For the celeb detector itself though, that was something that we’ve always had a need for tools that can annotate images… Like I was saying earlier, due to just general human constraints around our content team. As obvious, entertainment/celebrities - that’s our bread and butter; so if we have a tool that can annotate these gifs as a command, through uploads and crawls and that kind of stuff, and help us surface those things - that’s a value-add.
But that being said, it was always something we wanted to open-source, and it was always something we wanted to do to kind of demonstrate where GIPHY is and what we’re doing, and the different intersections we exist at… Because given GIPHY’s distributed nature, people are like “Oh, I know you from Slack”, or “I see you in Facebook Messenger, or Instagram Messenger”, or “Oh, I use stickers on Instagram”, or whatever… People don’t always know what it is; it’s kind of this amorphous thing… So this was kind of a flag, in a way, to say “Hey, we’re doing these things, we’re using these technologies, these are the things we’re thinking about, and this is the data that we have to deal with.”

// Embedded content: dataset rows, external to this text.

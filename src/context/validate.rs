//! Configuration validation without touching state or infrastructure.

use serde_json::Value;
use tracing::instrument;

use super::{Context, GraphWalkOpts};
use crate::config::Config;
use crate::diagnostics::Diagnostics;
use crate::graph::{validate_graph_builder, GraphBuild, WalkOperation};
use crate::vars::{InputValue, InputValues};
use crate::version::check_core_version_requirements;

impl Context {
    /// Validate `config` in isolation: no state is read, no provider is
    /// invoked, and no caller-supplied variable values are required.
    #[instrument(skip_all)]
    pub async fn validate(&self, config: &Config) -> Diagnostics {
        let _run = self.acquire_run("validate").await;

        let mut diags = check_core_version_requirements(config);
        if diags.has_errors() {
            return diags;
        }

        let schemas = match self.schema_source.schemas(config, None) {
            Ok(schemas) => schemas,
            Err(schema_diags) => {
                diags.extend(schema_diags);
                return diags;
            }
        };

        let (graph, build_diags) = validate_graph_builder(config, &schemas).build();
        diags.extend(build_diags);
        if diags.has_errors() {
            return diags;
        }

        // Every declared variable gets a stand-in value so validation
        // never depends on what the caller would supply at plan time.
        let mut variables = InputValues::default();
        for (name, decl) in &config.module.variables {
            let value = decl.default.clone().unwrap_or(Value::Null);
            variables.insert(name.clone(), InputValue::new(value));
        }

        let opts = GraphWalkOpts {
            root_variable_values: variables,
            ..GraphWalkOpts::default()
        };
        let (walker, walk_diags) = self.walk(&graph, WalkOperation::Validate, opts).await;
        diags.extend(walker.take_non_fatal());
        diags.extend(walk_diags);
        diags
    }
}
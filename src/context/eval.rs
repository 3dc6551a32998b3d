//! Expression evaluation against an existing state snapshot.

use tracing::{debug, instrument};

use super::{Context, GraphWalkOpts};
use crate::addrs::ModuleInstance;
use crate::config::Config;
use crate::diagnostics::Diagnostics;
use crate::eval::Scope;
use crate::graph::{EvalGraphBuilder, GraphBuild, WalkOperation};
use crate::state::State;
use crate::vars::{merge_default_input_variable_values, InputValues};

impl Context {
    /// Evaluate outputs against `state` and return a scope bound to
    /// `module_addr` for resolving further expressions.
    ///
    /// Evaluation is best-effort: the scope is returned even when the
    /// walk reported errors, resolving whatever it can. Only a schema
    /// resolution failure yields no scope at all.
    #[instrument(skip_all)]
    pub async fn eval(
        &self,
        config: &Config,
        state: &State,
        module_addr: &ModuleInstance,
    ) -> (Option<Scope>, Diagnostics) {
        let _run = self.acquire_run("eval").await;
        let mut diags = Diagnostics::new();

        if self
            .schema_source
            .schemas(config, Some(state))
            .map_err(|schema_diags| diags.extend(schema_diags))
            .is_err()
        {
            return (None, diags);
        }

        let variables = merge_default_input_variable_values(
            InputValues::default(),
            &config.module.variables,
        );

        let (graph, build_diags) = EvalGraphBuilder {
            config: config.clone(),
        }
        .build();

        let walker = if build_diags.has_errors() {
            // A broken graph still leaves the state itself evaluable, so
            // fall back to a walker over the untouched snapshot.
            debug!("eval graph failed to build; evaluating against raw state");
            diags.extend(build_diags);
            self.graph_walker(
                WalkOperation::Eval,
                GraphWalkOpts {
                    input_state: state.deep_copy(),
                    root_variable_values: variables,
                    ..GraphWalkOpts::default()
                },
            )
        } else {
            let opts = GraphWalkOpts {
                input_state: state.deep_copy(),
                root_variable_values: variables,
                ..GraphWalkOpts::default()
            };
            let (walker, walk_diags) = self.walk(&graph, WalkOperation::Eval, opts).await;
            diags.extend(walker.take_non_fatal());
            diags.extend(walk_diags);
            walker
        };

        let scope = walker.enter_path(module_addr.clone()).evaluation_scope();
        (Some(scope), diags)
    }
}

The list of the celebrities that we trained on - those are taken from top 50,000 celebs that people search for… So these are the celebrities that people actually care about. There are celeb detections systems out there. I think Microsoft has one that you can pay for; there’s a couple of third-party hosts… But those services, while they may have a large number of classes in which they can provide, they didn’t always hit the ones that we needed, because we tended to just be more on the cutting edge in terms of what’s going on in popular culture and celebrity culture.

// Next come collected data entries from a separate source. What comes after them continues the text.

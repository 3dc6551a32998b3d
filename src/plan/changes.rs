//! The per-walk accumulator of planned resource changes.
//!
//! Nodes append one [`ResourceChange`] per resource instance they plan.
//! During the walk the collection lives behind [`SyncChanges`] so
//! concurrently executing nodes can append without racing; once the walk
//! quiesces it is closed back into a plain [`Changes`].

use parking_lot::Mutex;
use serde::{Deserialize, Serialize};
use std::fmt;
use std::sync::Arc;

use crate::addrs::AbsResourceInstance;
use crate::state::DeposedKey;

/// The action a plan proposes for one resource instance.
#[derive(Clone, Copy, Debug, PartialEq, Eq, Serialize, Deserialize)]
pub enum ChangeAction {
    NoOp,
    Create,
    Update,
    Delete,
    Replace,
}

impl fmt::Display for ChangeAction {
    fn fmt(&self, f: &mut fmt::Formatter<'_>) -> fmt::Result {
        match self {
            ChangeAction::NoOp => write!(f, "no-op"),
            ChangeAction::Create => write!(f, "create"),
            ChangeAction::Update => write!(f, "update"),
            ChangeAction::Delete => write!(f, "delete"),
            ChangeAction::Replace => write!(f, "replace"),
        }
    }
}

/// One planned change for one resource instance.
#[derive(Clone, Debug, PartialEq, Serialize, Deserialize)]
pub struct ResourceChange {
    pub addr: AbsResourceInstance,
    /// Which object of the instance this change targets: the current one,
    /// or a deposed object awaiting destruction.
    pub deposed_key: DeposedKey,
    pub action: ChangeAction,
}

/// All resource changes produced by one plan walk.
///
/// For a refresh-only plan this collection must end empty; the planning
/// layer checks that invariant after the walk.
#[derive(Clone, Debug, Default, PartialEq, Serialize, Deserialize)]
pub struct Changes {
    pub resources: Vec<ResourceChange>,
}

impl Changes {
    #[must_use]
    pub fn new() -> Self {
        Self::default()
    }

    #[must_use]
    pub fn is_empty(&self) -> bool {
        self.resources.is_empty()
    }

    #[must_use]
    pub fn len(&self) -> usize {
        self.resources.len()
    }

    /// Wrap for serialized appends from concurrent graph nodes.
    #[must_use]
    pub fn sync_wrapper(self) -> SyncChanges {
        SyncChanges {
            inner: Arc::new(Mutex::new(self)),
        }
    }
}

/// Shared, serialized handle to the changes accumulator for one walk.
#[derive(Clone, Debug)]
pub struct SyncChanges {
    inner: Arc<Mutex<Changes>>,
}

impl Default for SyncChanges {
    fn default() -> Self {
        Changes::new().sync_wrapper()
    }
}

impl SyncChanges {
    /// Append one planned change.
    pub fn append(&self, change: ResourceChange) {
        self.inner.lock().resources.push(change);
    }

    #[must_use]
    pub fn len(&self) -> usize {
        self.inner.lock().resources.len()
    }

    #[must_use]
    pub fn is_empty(&self) -> bool {
        self.inner.lock().resources.is_empty()
    }

    /// Convert back into a plain collection once the walk has quiesced.
    #[must_use]
    pub fn close(self) -> Changes {
        match Arc::try_unwrap(self.inner) {
            Ok(mutex) => mutex.into_inner(),
            Err(shared) => shared.lock().clone(),
        }
    }
}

So the thesis was we can really demonstrate that we can do the tech, we can build something interesting and fun; we have a very unique set of data that is not necessarily handled by other people… So we can put all of our different ingredients into this stew and then give it to people as a way to – if you’re new to deep learning, or if you’re new to these kinds of things, we can open this up for people.
Gifs are fun and easy. It’s a nice entry point. If people are slightly intimidated by machine learning or deep learning or any of these technologies, gifs and celebrities is kind of like a nice spoonful of sugar to help people kind of dive in.
I’ve always personally found that when I’m working with fun content, or working on a fun project, I tend to learn the technology better that way, as opposed to just reading a book, or hammering stuff out in the class. I’m like, “I wanna build something, and I wanna incorporate this fun thing and this fun thing. You know, if I end up needing some deep learning algorithm or whatever to make it happen, that’s cool.” That was kind of the thought behind that.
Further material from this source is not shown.